# Fachzeitschrift



## ASEGS (17 März 2009)

Guten Abend,

habe da mal bitte eine Frage:

Bezieht jemand von Euch eine Fachzeitschrift über Automatisierungstechnik. Wenn ja, welche bitte? 

Oder welche könnt Ihr empfehlen? 

Habe mir nun so einige angeschaut, bin mir aber nicht schlüssig. Gibt ja so einige die monatlich zum Beispiel erscheinen.

Ich suche eine Fachzeitschrift die "Praxisnähe" zeigt. Also keins was eher für´s Management geschrieben worden ist. Oder nur von den großen Hersteller-Firmen bezogen wird. Dann denke ich, fehlt die Praxisnähe und man hat viel Werbung drin mit wenig Berichte, die dann auch noch auf Grund des Leserkreises nicht objektiv genug gehalten sind.

Kauft überhaupt jemand von Euch mal so eine Zeitschrift? Oder bin ich die Einzige die sich dafür interessiert?

DANKE!

Gruß
ASE GS


----------



## Ralle (17 März 2009)

Wir haben die hier: http://www.sps-magazin.de/

Die Übersichten zu bestimmten Bereichen, die regelmäßig drin sind, finde ich recht gut. Z.Bsp. die gängigsten Sicherheits-SPS, Anbieter, Leitungsdaten etc.


----------



## PeterEF (17 März 2009)

ich lese (außer im SPS-Magazin) noch regelmäßig das hier:

http://www.oldenbourg-industrieverlag.de/modules/zeitschrift.php?lang=de&page=atp

und das:

http://www.computerautomation.de/


----------



## Gerhard Bäurle (17 März 2009)

Die ersten sechs sind m. E. die A-Titel für die elektrische Automatisierung:

http://www.sps-magazin.de/
http://www.all-electronics.de/ie
http://www.elektrotechnik.vogel.de/
http://www.ea-online.de
http://www.computerautomation.de/
http://www.msr-magazin.de/

Ebenfalls interessant sind

http://www.b-quadrat.com/mpa/index.html
http://www.etz.de/
http://www.automationnet.de/
http://www.aud24.net/
http://www.beam-verlag.de/html/pc___industrie.html


----------



## ASEGS (17 März 2009)

Danke Gerhard!

Viele von denen die Du dort nennst kenne ich auch. 
Nur ich will nun nicht nur ab und an mal dieses oder jenes kaufen, sondern dauerhaft beziehen.
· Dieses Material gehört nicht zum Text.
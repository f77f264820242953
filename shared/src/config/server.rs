//! Server configuration module

use serde::{Deserialize, Serialize};

/// HTTP server configuration
#[derive(Debug, Clone, Deserialize, Serialize)]
#[serde(default)]
pub struct ServerConfig {
    /// Server host address
    pub host: String,

    /// Server port
    pub port: u16,

    /// Worker threads (0 = number of CPU cores)
    pub workers: usize,

    /// Keep-alive timeout in seconds
    pub keep_alive: u64,

    /// Maximum JSON payload size in bytes
    pub max_payload_size: usize,
}

impl Default for ServerConfig {
    fn default() -> Self {
        Self {
            host: String::from("127.0.0.1"),
            port: 8080,
            workers: 0,
            keep_alive: 75,
            max_payload_size: 2 * 1024 * 1024,
        }
    }
}

impl ServerConfig {
    /// Create a new server configuration
    pub fn new(host: impl Into<String>, port: u16) -> Self {
        Self {
            host: host.into(),
            port,
            ..Default::default()
        }
    }

    /// Create from environment variables
    pub fn from_env() -> Self {
        let defaults = Self::default();
        let host = std::env::var("SERVER_HOST").unwrap_or(defaults.host);
        let port = std::env::var("SERVER_PORT")
            .ok()
            .and_then(|v| v.parse().ok())
            .unwrap_or(defaults.port);
        let workers = std::env::var("SERVER_WORKERS")
            .ok()
            .and_then(|v| v.parse().ok())
            .unwrap_or(defaults.workers);

        Self {
            host,
            port,
            workers,
            ..Default::default()
        }
    }

    /// Get the bind address
    pub fn bind_address(&self) -> String {
        format!("{}:{}", self.host, self.port)
    }
}

/// CORS configuration
#[derive(Debug, Clone, Deserialize, Serialize)]
#[serde(default)]
pub struct CorsConfig {
    /// Allowed origins; empty means any origin
    pub allowed_origins: Vec<String>,

    /// Allow credentials
    pub allow_credentials: bool,

    /// Max age for preflight cache in seconds
    pub max_age: usize,
}

impl Default for CorsConfig {
    fn default() -> Self {
        Self {
            allowed_origins: vec![],
            allow_credentials: false,
            max_age: 3600,
        }
    }
}

impl CorsConfig {
    /// Create from environment variables (`ALLOWED_ORIGINS` is comma separated)
    pub fn from_env() -> Self {
        let allowed_origins = std::env::var("ALLOWED_ORIGINS")
            .map(|v| {
                v.split(',')
                    .map(|o| o.trim().to_string())
                    .filter(|o| !o.is_empty())
                    .collect()
            })
            .unwrap_or_default();
        let max_age = std::env::var("CORS_MAX_AGE")
            .ok()
            .and_then(|v| v.parse().ok())
            .unwrap_or(3600);

        Self {
            allowed_origins,
            max_age,
            ..Default::default()
        }
    }

    /// Whether any origin is accepted
    pub fn allows_any_origin(&self) -> bool {
        self.allowed_origins.is_empty() || self.allowed_origins.iter().any(|o| o == "*")
    }
}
Lese diese Zeitschiften noch nicht soo lange.

Ich dachte hier sind ja viele, die sich schon länger als ich mit der Automatisierung und SPS etc. beschäftigen und haben so sicherlich eine erfahrenere Ansicht über diese Zeitschriften. Und kaufen vielleicht seit längerer Zeit eine bestimmte Zeitschrift, die er mir auf Grund eigene Erfahrung empfehlen kann.

Welche habt Ihr, bzw. Du selber bisher gekauft. Welchen einen würdest Du bevorzugen? 

Gruß
ASEGS


----------



## Gerhard Bäurle (17 März 2009)

Hallo,

die meisten der Fachzeitschriften finanzieren sich über die Anzeigen und 
weniger über Abonnements. Fachleute bekommen die Abonnements in der 
Regel kostenlos.

Einfach Mail oder Fax an den Verlag und um ein Frei-Abonnement bitten. 
Eine Privatadresse ist nicht so ideal aber mit der Firmenanschrift geht 
das in der Regel klar.


----------



## vierlagig (17 März 2009)

in erster linie les ich sps-forum.de, da lassen sich viele trends ableiten und auch der umgang in der praxis mit diesen trends erkennen ... 
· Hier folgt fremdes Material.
//! MySQL implementation of the UserRepository trait.
//!
//! Users live in the `users` table; each role keeps its profile in a
//! dedicated table keyed by `user_id`.

use async_trait::async_trait;
use sqlx::mysql::MySqlRow;
use sqlx::MySqlPool;

use kloom_core::domain::entities::{
    AgentProfile, FranchiseProfile, NewUser, OwnerProfile, Profile, RecordState, User,
    UserChanges, UserId, UserRole,
};
use kloom_core::errors::DomainError;
use kloom_core::repositories::UserRepository;

use super::scope::{ActiveScope, USERS};
use super::{column, conflict_or_db_error, db_error, enum_column, inserted_id};

const USER_COLUMNS: &str =
    "u.id, u.email, u.password_hash, u.name, u.phone, u.role, u.is_deleted, u.created_at";

const EMAIL_TAKEN: &str = "Email is already registered";

/// MySQL implementation of UserRepository
pub struct MySqlUserRepository {
    /// Database connection pool
    pool: MySqlPool,
}

impl MySqlUserRepository {
    /// Create a new MySQL user repository
    pub fn new(pool: MySqlPool) -> Self {
        Self { pool }
    }

    /// Convert database row to User entity, without profile
    fn row_to_user(row: &MySqlRow) -> Result<User, DomainError> {
        Ok(User {
            id: column(row, "id")?,
            email: column(row, "email")?,
            password_hash: column(row, "password_hash")?,
            name: column(row, "name")?,
            phone: column(row, "phone")?,
            role: enum_column(row, "role")?,
            state: RecordState::from_deleted_flag(column(row, "is_deleted")?),
            created_at: column(row, "created_at")?,
            profile: None,
        })
    }

    async fn attach_profile(&self, row: Option<MySqlRow>) -> Result<Option<User>, DomainError> {
        let Some(row) = row else {
            return Ok(None);
        };
        let mut user = Self::row_to_user(&row)?;
        user.profile = self.load_profile(user.id, user.role).await?;
        Ok(Some(user))
    }

    /// Read the profile from the table belonging to `role`
    async fn load_profile(
        &self,
        user_id: UserId,
        role: UserRole,
    ) -> Result<Option<Profile>, DomainError> {
        let sql = match role {
            UserRole::Franchise => {
                "SELECT company_name, position, bio FROM franchise_profiles WHERE user_id = ?"
            }
            UserRole::Agent => {
                "SELECT agency_name, license_number, bio FROM agent_profiles WHERE user_id = ?"
            }
            UserRole::Owner => "SELECT interests FROM owner_profiles WHERE user_id = ?",
        };

        let row = sqlx::query(sql)
            .bind(user_id)
            .fetch_optional(&self.pool)
            .await
            .map_err(db_error("load profile"))?;

        let Some(row) = row else {
            return Ok(None);
        };
        let profile = match role {
            UserRole::Franchise => Profile::Franchise(FranchiseProfile {
                company_name: column(&row, "company_name")?,
                position: column(&row, "position")?,
                bio: column(&row, "bio")?,
            }),
            UserRole::Agent => Profile::Agent(AgentProfile {
                agency_name: column(&row, "agency_name")?,
                license_number: column(&row, "license_number")?,
                bio: column(&row, "bio")?,
            }),
            UserRole::Owner => Profile::Owner(OwnerProfile {
                interests: column(&row, "interests")?,
            }),
        };
        Ok(Some(profile))
    }

    async fn active_role(&self, user_id: UserId) -> Result<Option<UserRole>, DomainError> {
        let mut query = USERS.select("u.role");
        query.push(" AND u.id = ").push_bind(user_id);

        let row = query
            .build()
            .fetch_optional(&self.pool)
            .await
            .map_err(db_error("find user role"))?;
        row.map(|row| enum_column(&row, "role")).transpose()
    }
}

#[async_trait]
impl UserRepository for MySqlUserRepository {
    async fn find_by_id(&self, id: UserId) -> Result<Option<User>, DomainError> {
        let mut query = USERS.select(USER_COLUMNS);
        query.push(" AND u.id = ").push_bind(id);

        let row = query
            .build()
            .fetch_optional(&self.pool)
            .await
            .map_err(db_error("find user by id"))?;
        self.attach_profile(row).await
    }

    async fn exists_by_email(&self, email: &str) -> Result<bool, DomainError> {
        let count: i64 = sqlx::query_scalar("SELECT COUNT(*) FROM users WHERE email = ?")
            .bind(email)
            .fetch_one(&self.pool)
            .await
            .map_err(db_error("check user email"))?;
        Ok(count > 0)
    }

    async fn create(&self, user: NewUser) -> Result<User, DomainError> {
        let result = sqlx::query(
            r#"
            INSERT INTO users (email, password_hash, name, phone, role, is_deleted)
            VALUES (?, ?, ?, ?, ?, FALSE)
            "#,
        )
        .bind(&user.email)
        .bind(&user.password_hash)
        .bind(&user.name)
        .bind(&user.phone)
        .bind(user.role.as_str())
        .execute(&self.pool)
        .await
        .map_err(conflict_or_db_error("create user", EMAIL_TAKEN))?;

        let id = inserted_id(&result)?;
        self.find_by_id(id)
            .await?
            .ok_or_else(|| DomainError::internal("Created user could not be read back"))
    }

    async fn update(&self, id: UserId, changes: UserChanges) -> Result<Option<User>, DomainError> {
        let Some(current) = self.find_by_id(id).await? else {
            return Ok(None);
        };
        if changes.is_empty() {
            return Ok(Some(current));
        }

        let mut query = USERS.update();
        {
            let mut set = query.separated(", ");
            if let Some(email) = changes.email {
                set.push("email = ").push_bind_unseparated(email);
            }
            if let Some(password_hash) = changes.password_hash {
                set.push("password_hash = ")
                    .push_bind_unseparated(password_hash);
            }
            if let Some(name) = changes.name {
                set.push("name = ").push_bind_unseparated(name);
            }
            if let Some(phone) = changes.phone {
                set.push("phone = ").push_bind_unseparated(phone);
            }
        }
        ActiveScope::push_active_id(&mut query, id);

        query
            .build()
            .execute(&self.pool)
            .await
            .map_err(conflict_or_db_error("update user", EMAIL_TAKEN))?;

        self.find_by_id(id).await
    }

    async fn soft_delete(&self, id: UserId) -> Result<bool, DomainError> {
        let result = USERS
            .soft_delete(id)
            .build()
            .execute(&self.pool)
            .await
            .map_err(db_error("delete user"))?;
        Ok(result.rows_affected() > 0)
    }

    async fn save_profile(
        &self,
        user_id: UserId,
        profile: Profile,
    ) -> Result<Profile, DomainError> {
        if self.active_role(user_id).await?.is_none() {
            return Err(DomainError::not_found("User"));
        }

        let query = match &profile {
            Profile::Franchise(p) => sqlx::query(
                r#"
                INSERT INTO franchise_profiles (user_id, company_name, position, bio)
                VALUES (?, ?, ?, ?)
                ON DUPLICATE KEY UPDATE
                    company_name = VALUES(company_name),
                    position = VALUES(position),
                    bio = VALUES(bio)
                "#,
            )
            .bind(user_id)
            .bind(&p.company_name)
            .bind(&p.position)
            .bind(&p.bio),
            Profile::Agent(p) => sqlx::query(
                r#"
                INSERT INTO agent_profiles (user_id, agency_name, license_number, bio)
                VALUES (?, ?, ?, ?)
                ON DUPLICATE KEY UPDATE
                    agency_name = VALUES(agency_name),
                    license_number = VALUES(license_number),
                    bio = VALUES(bio)
                "#,
            )
            .bind(user_id)
            .bind(&p.agency_name)
            .bind(&p.license_number)
            .bind(&p.bio),
            Profile::Owner(p) => sqlx::query(
                r#"
                INSERT INTO owner_profiles (user_id, interests)
                VALUES (?, ?)
                ON DUPLICATE KEY UPDATE interests = VALUES(interests)
                "#,
            )
            .bind(user_id)
            .bind(&p.interests),
        };

        query
            .execute(&self.pool)
            .await
            .map_err(db_error("save profile"))?;

        Ok(profile)
    }

    async fn find_profile(&self, user_id: UserId) -> Result<Option<Profile>, DomainError> {
        match self.active_role(user_id).await? {
            Some(role) => self.load_profile(user_id, role).await,
            None => Ok(None),
        }
    }
}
für die fachzeitschriften fehlt mir im moment die zeit, aber als ich sie noch "gelesen" habe, habe ich vieles nach wenigen zeilen abgebrochen, weil die meisten artikel aus den pressestellen der einzelnen firmen stammen ... also mal schnell überflogen und gut war ...
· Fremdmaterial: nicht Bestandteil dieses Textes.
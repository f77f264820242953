//! Password hashing on the blocking thread pool

use tokio::task;

use crate::errors::{DomainError, DomainResult};

/// Hash a plain-text password with bcrypt at the given cost
pub async fn hash_password(password: &str, cost: u32) -> DomainResult<String> {
    let password = password.to_owned();
    task::spawn_blocking(move || bcrypt::hash(password, cost))
        .await
        .map_err(|e| DomainError::internal(format!("Password hashing task failed: {}", e)))?
        .map_err(|e| DomainError::internal(format!("Failed to hash password: {}", e)))
}

/// Check a plain-text password against a stored bcrypt hash
pub async fn verify_password(password: &str, hash: &str) -> DomainResult<bool> {
    let password = password.to_owned();
    let hash = hash.to_owned();
    task::spawn_blocking(move || bcrypt::verify(password, &hash))
        .await
        .map_err(|e| DomainError::internal(format!("Password check task failed: {}", e)))?
        .map_err(|e| DomainError::internal(format!("Failed to verify password: {}", e)))
}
dauerhafter bezug irgendeiener zeitschrift auf diesem gebiet würde ich nicht empfehlen, denn

a) gibt es die meisten für umme, wenn man ne mail-adresse hat
b) braucht man meist mehr als nur einen gefakten blickwinkel

(zu a) man kann also mehrere beziehen und mal durchblättern und entscheiden, was interessiert)

... leider gibt es auf dem gebiet der automatisierungstechnik noch kein wirklich unabhängiges magazin, wie man es  z.b. vom computersektor gewöhnt ist!


----------



## Gerhard Bäurle (17 März 2009)

vierlagig schrieb:


> ... leider gibt es auf dem gebiet der automatisierungstechnik noch kein wirklich unabhängiges magazin, wie man es  z.b. vom computersektor gewöhnt ist!



Stimmt, die _*c't*_ der Automatisierungstechnik fehlt noch.


----------



## ASEGS (17 März 2009)

Danke vierlagig!

Ja das habe ich auch gemerkt das es da kaum was unabhängiges gibt.
Ich weiß das man die so bekommt.
Soll ja auch nicht nur für mich alleine sein, sondern auch was für meine Mitarbeiter. 
Klar doch sps-forum... was sonst ;-) 
Nur den kann ich schlecht als Papierformat in den Pausenraum packen ;-) 

Es scheint so, als ob kaum einer von Euch eine der Zeitschriften regelmäßig ließt?! Weil viele, so nach Deiner Ansicht , nicht "lesenswert" sind, weil sie mehr Werbung als alles andere enthalten. Auch meine Ansicht!

Das ist ja genau auch meine Erfahrung! Ich dachte deshalb ja.. ich frage hier mal nach. Und mir nennt einer, auf Grund seiner jahrelange Tätigkeit in dieser Branche, eine Zeitschrift wo jeder 3 mal gerne reinschaut und ließt, weil es lesenswert ist.



Gruß
ASE GS


----------



## Gerhard Bäurle (17 März 2009)

vierlagig schrieb:


> für die fachzeitschriften fehlt mir im moment die zeit, aber als ich sie noch "gelesen" habe, habe ich vieles nach wenigen zeilen abgebrochen, weil die meisten artikel aus den pressestellen der einzelnen firmen stammen ... also mal schnell überflogen und gut war ...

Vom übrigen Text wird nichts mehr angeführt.